Até 100.000 pessoas de toda a Ásia foram atraídas para o Camboja por sindicatos do crime chineses com a promessa de bons empregos. Quando eles chegam, seus passaportes são apreendidos e eles são colocados para trabalhar em fábricas modernas, realizando campanhas de crimes cibernéticos.
O Los Angeles Times informou que o Camboja, que foi duramente atingido economicamente pela pandemia, permitiu que mafiosos chineses montassem enormes operações de cibercrime usando mão de obra traficada sem consequências, por causa da receita que gera para o país. As campanhas que eles realizam variam de golpes românticos a apostas esportivas falsas .
Embora o governo cambojano reconheça que cerca de 100.000 trabalhadores estão envolvidos nessas atividades, ele nega que alguém esteja detido contra sua vontade. No entanto, as histórias de vítimas traumatizadas resgatadas de fábricas de crimes cibernéticos incluem histórias de espancamentos e tortura por não cumprir as cotas e de serem vendidas e passadas de gangue em gangue.

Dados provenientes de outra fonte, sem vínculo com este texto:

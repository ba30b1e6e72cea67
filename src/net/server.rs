use crate::{
    config::ServerConfig,
    dispatcher::Dispatcher,
    net::{Request, Response},
};
use async_bincode::tokio::AsyncBincodeStream;
use futures::{SinkExt, StreamExt};
use std::{io, net::Ipv4Addr, sync::Arc};
use tokio::{io::BufStream, net::TcpListener, task};
use tracing::{debug, error, warn};

pub struct Server {
    dispatcher: Dispatcher,
}

impl Server {
    pub fn new(dispatcher: Dispatcher) -> Self {
        Self { dispatcher }
    }

    async fn handle_request(self: Arc<Self>, req: Request) -> Response {
        match req {
            Request::Ping => Response::Ping,
            Request::Call(call) => match self.dispatcher.handle(call).await {
                Ok(response) => Response::Call(response),
                Err(err) => {
                    warn!(%err, "call failed at transport level");
                    Response::Fault(err.to_string())
                }
            },
        }
    }

    pub async fn serve_tcp(self, port: u16) -> io::Result<()> {
        let listener = TcpListener::bind((Ipv4Addr::UNSPECIFIED, port)).await?;
        self.serve(listener).await
    }

    pub async fn serve_config(self, config: &ServerConfig) -> io::Result<()> {
        let listener = TcpListener::bind((config.host, config.port)).await?;
        self.serve(listener).await
    }

    pub async fn serve(self, listener: TcpListener) -> io::Result<()> {
        let root_arc = Arc::new(self);
        loop {
            let arc_self = root_arc.clone();
            let (sock, addr) = listener.accept().await?;
            debug!(%addr, "accepted connection");
            let mut sock =
                AsyncBincodeStream::<_, Request, Response, _>::from(BufStream::new(sock))
                    .for_async();

            task::spawn(async move {
                match sock.next().await {
                    Some(Ok(request)) => {
                        let response = arc_self.handle_request(request).await;
                        if let Err(err) = sock.send(response).await {
                            error!(%addr, %err, "sending response");
                        }
                    }
                    Some(Err(err)) => error!(%addr, %err, "reading request"),
                    None => {}
                }
            });
        }
    }
}
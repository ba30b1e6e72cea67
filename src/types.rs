//! Shapes produced by the IDL code generator.
//!
//! A generated service module implements [`ThriftModule`], every method gets an
//! `<method>_args` container implementing [`ThriftArgs`] and, unless the method is
//! one-way, a `<method>_result` container implementing [`ResultUnion`].

use serde::{de::DeserializeOwned, Deserialize, Serialize};
use std::{collections::BTreeMap, error::Error, fmt};

/// The error type handlers throw. Downcasting recovers the original type.
pub type BoxError = Box<dyn Error + Send + Sync + 'static>;

/// Application-level headers.
pub type Headers = BTreeMap<String, String>;

/// The success type of a result union.
pub type Success<R> = <R as ResultUnion>::Success;

#[derive(Debug, Default, Clone, Copy, PartialEq, Eq, Serialize, Deserialize)]
pub enum StatusCode {
    #[default]
    Ok,
    Error,
}

impl StatusCode {
    fn name(&self) -> &'static str {
        use StatusCode::*;
        match self {
            Ok => "ok",
            Error => "error",
        }
    }
}

impl fmt::Display for StatusCode {
    fn fmt(&self, f: &mut fmt::Formatter) -> fmt::Result {
        f.write_str(self.name())
    }
}

/// The exception type a result-union field stands for.
#[derive(Clone, Copy)]
pub struct ExceptionType {
    name: &'static str,
    matches: fn(&(dyn Error + 'static)) -> bool,
}

fn is_instance<E: Error + 'static>(error: &(dyn Error + 'static)) -> bool {
    error.is::<E>()
}

impl ExceptionType {
    /// Matches errors whose runtime type is exactly `E`.
    pub const fn of<E: Error + 'static>(name: &'static str) -> Self {
        Self {
            name,
            matches: is_instance::<E>,
        }
    }

    /// Matches whatever `matches` accepts, e.g. every member of an exception family.
    pub const fn new(name: &'static str, matches: fn(&(dyn Error + 'static)) -> bool) -> Self {
        Self { name, matches }
    }

    pub fn name(&self) -> &'static str {
        self.name
    }

    pub fn matches(&self, error: &(dyn Error + 'static)) -> bool {
        (self.matches)(error)
    }
}

impl fmt::Debug for ExceptionType {
    fn fmt(&self, f: &mut fmt::Formatter) -> fmt::Result {
        f.debug_tuple("ExceptionType").field(&self.name).finish()
    }
}

/// One entry of a result union's field table.
#[derive(Debug, Clone, Copy)]
pub struct FieldSpec {
    pub id: i16,
    pub name: &'static str,
    pub exception: Option<ExceptionType>,
}

impl FieldSpec {
    pub const fn success(name: &'static str) -> Self {
        Self {
            id: 0,
            name,
            exception: None,
        }
    }

    pub const fn exception(id: i16, name: &'static str, exception: ExceptionType) -> Self {
        Self {
            id,
            name,
            exception: Some(exception),
        }
    }
}

/// Argument container of a method (`<method>_args`).
pub trait ThriftArgs: Serialize + DeserializeOwned + Send + 'static {
    const NAME: &'static str;
}

/// Result container of a non-one-way method (`<method>_result`).
///
/// `SPEC[0]` describes the success field and is `None` for void methods. The
/// remaining slots describe the declared exceptions in IDL order; gaps are `None`.
/// At most one field of a container is ever set.
pub trait ResultUnion: Default + Serialize + DeserializeOwned + Send + 'static {
    const NAME: &'static str;
    const SPEC: &'static [Option<FieldSpec>];

    type Success: Send + 'static;

    fn set_success(&mut self, value: Self::Success);

    /// Stores `error` in field `id`. Hands the error back if it does not fit the field.
    fn set_exception(&mut self, id: i16, error: BoxError) -> Result<(), BoxError>;
}

/// A method as declared on the service interface.
#[derive(Debug, Clone, Copy)]
pub struct MethodSpec {
    pub name: &'static str,
    pub args: &'static str,
    /// `None` for one-way methods.
    pub result: Option<&'static str>,
}

impl MethodSpec {
    pub const fn new(name: &'static str, args: &'static str, result: &'static str) -> Self {
        Self {
            name,
            args,
            result: Some(result),
        }
    }

    pub const fn oneway(name: &'static str, args: &'static str) -> Self {
        Self {
            name,
            args,
            result: None,
        }
    }

    pub fn is_oneway(&self) -> bool {
        self.result.is_none()
    }
}

/// A generated service module.
pub trait ThriftModule {
    /// Module path, e.g. `module_path!()` of the generated module.
    const PATH: &'static str;
    const METHODS: &'static [MethodSpec];

    /// The trailing segment of [`Self::PATH`].
    fn service_name(&self) -> &'static str {
        Self::PATH.rsplit("::").next().unwrap_or(Self::PATH)
    }

    fn method(&self, name: &str) -> Option<&'static MethodSpec> {
        Self::METHODS.iter().find(|m| m.name == name)
    }
}
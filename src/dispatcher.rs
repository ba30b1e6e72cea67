use crate::{
    calling::{CallContext, CallingConvention, Strategy},
    codec::ThriftSerializer,
    config::DispatcherConfig,
    error::DispatchError,
    request::{RawRequest, Request, TransportMetadata},
    response::OutboundResponse,
    types::{Headers, ResultUnion, StatusCode, ThriftArgs},
};
use futures::future::BoxFuture;
use serde::{Deserialize, Serialize};
use std::{collections::BTreeMap, sync::Arc};
use tracing::{debug, info, warn};

/// Transport-level part of an inbound call.
#[derive(Serialize, Deserialize, Debug, Clone, Default, PartialEq, Eq)]
pub struct TransportHeaders {
    pub headers: Headers,
    pub ttl_ms: u64,
}

/// An inbound call before decoding: endpoint, encoded headers, encoded arguments.
#[derive(Serialize, Deserialize, Debug, Clone, PartialEq, Eq)]
pub struct InboundCall {
    pub endpoint: String,
    pub headers: Vec<u8>,
    pub body: Vec<u8>,
    pub transport: TransportHeaders,
}

impl InboundCall {
    /// Encodes `headers` and `args` for `endpoint`.
    pub fn new<A: ThriftArgs>(
        endpoint: impl Into<String>,
        headers: &Headers,
        args: &A,
        transport: TransportHeaders,
    ) -> Result<Self, DispatchError> {
        Ok(Self {
            endpoint: endpoint.into(),
            headers: ThriftSerializer::<Headers>::new().encode(headers)?,
            body: ThriftSerializer::<A>::new().encode(args)?,
            transport,
        })
    }
}

/// A finished call, ready to go on the wire.
#[derive(Serialize, Deserialize, Debug, Clone, PartialEq, Eq)]
pub struct WireResponse {
    pub code: StatusCode,
    pub headers: Headers,
    pub body: Vec<u8>,
}

impl WireResponse {
    pub fn decode_body<R: ResultUnion>(&self) -> Result<R, DispatchError> {
        Ok(ThriftSerializer::<R>::new().decode(&self.body)?)
    }
}

/// Maps endpoint names to registered handlers.
///
/// Endpoints are added with [`register`](Self::register), usually through
/// [`crate::register`], and called via [`handle`](Self::handle).
#[derive(Default)]
pub struct Dispatcher {
    config: DispatcherConfig,
    endpoints: BTreeMap<String, Arc<dyn DynamicEndpoint + Send + Sync + 'static>>,
}

impl Dispatcher {
    pub fn new(config: DispatcherConfig) -> Self {
        Self {
            config,
            endpoints: BTreeMap::new(),
        }
    }

    /// The calling convention registered handlers are wrapped for.
    pub fn convention(&self) -> CallingConvention {
        self.config.convention
    }

    pub fn register<A, R>(
        &mut self,
        endpoint: String,
        strategy: Strategy<A, R>,
        request_codec: ThriftSerializer<A>,
        response_codec: ThriftSerializer<R>,
    ) where
        A: ThriftArgs,
        R: ResultUnion,
    {
        let typed = TypedEndpoint {
            strategy,
            request_codec,
            response_codec,
        };
        info!(%endpoint, convention = ?typed.strategy.convention(), "registered endpoint");
        if self.endpoints.insert(endpoint.clone(), Arc::new(typed)).is_some() {
            warn!(%endpoint, "endpoint registered twice, replacing the earlier handler");
        }
    }

    pub fn endpoints(&self) -> impl Iterator<Item = &str> {
        self.endpoints.keys().map(String::as_str)
    }

    pub fn context(&self, endpoint: &str) -> Option<&CallContext> {
        self.endpoints.get(endpoint).map(|e| e.context())
    }

    pub async fn handle(&self, call: InboundCall) -> Result<WireResponse, DispatchError> {
        debug!(endpoint = %call.endpoint, "dispatching call");
        let endpoint = self
            .endpoints
            .get(&call.endpoint)
            .ok_or_else(|| DispatchError::NoSuchEndpoint(call.endpoint.clone()))?;
        endpoint.call(call).await
    }
}

struct TypedEndpoint<A, R> {
    strategy: Strategy<A, R>,
    request_codec: ThriftSerializer<A>,
    response_codec: ThriftSerializer<R>,
}

impl<A, R> TypedEndpoint<A, R>
where
    A: ThriftArgs,
    R: ResultUnion,
{
    async fn call(&self, call: InboundCall) -> Result<WireResponse, DispatchError> {
        match &self.strategy {
            Strategy::Legacy(strategy) => {
                let mut response = OutboundResponse::new();
                let request = RawRequest::new(call, &self.request_codec);
                strategy
                    .invoke(request, &mut response)
                    .await
                    .map_err(DispatchError::Fault)?;
                let (code, headers, body) = response.into_parts();
                let body = self.response_codec.encode(&body.unwrap_or_default())?;
                Ok(WireResponse {
                    code,
                    headers,
                    body,
                })
            }
            Strategy::Modern(strategy) => {
                let request = Request {
                    headers: ThriftSerializer::<Headers>::new().decode(&call.headers)?,
                    body: self.request_codec.decode(&call.body)?,
                    transport: TransportMetadata::from(&call.transport),
                };
                let response = strategy
                    .invoke(request)
                    .await
                    .map_err(DispatchError::Fault)?;
                Ok(WireResponse {
                    code: response.status,
                    body: self.response_codec.encode(&response.body)?,
                    headers: response.headers,
                })
            }
        }
    }
}

/// A type-erased version of [`TypedEndpoint`]
trait DynamicEndpoint {
    fn context(&self) -> &CallContext;
    fn call(&self, call: InboundCall) -> BoxFuture<Result<WireResponse, DispatchError>>;
}

impl<A, R> DynamicEndpoint for TypedEndpoint<A, R>
where
    A: ThriftArgs,
    R: ResultUnion,
{
    fn context(&self) -> &CallContext {
        self.strategy.context()
    }

    fn call(&self, call: InboundCall) -> BoxFuture<Result<WireResponse, DispatchError>> {
        Box::pin(self.call(call))
    }
}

“Em vez de ser demitido por mau desempenho, você recebe punições físicas – flexões e agachamentos forçados, tased, espancamento, privação de comida, trancado em quartos escuros ou pior”, Jacob Sims, diretor nacional da International Justice Mission Cambodia, um grupo de direitos humanos que resgatou muitas dessas vítimas, disse ao LA Times. “Por outro lado, aqueles que consistentemente atingem ou superam suas metas são recompensados com mais liberdade, comida, dinheiro e controle sobre outras vítimas.”
O escrutínio internacional aumentou nos últimos meses sobre as operações, com os EUA recentemente rebaixando o Camboja para o nível mais baixo em seu índice de tráfico humano.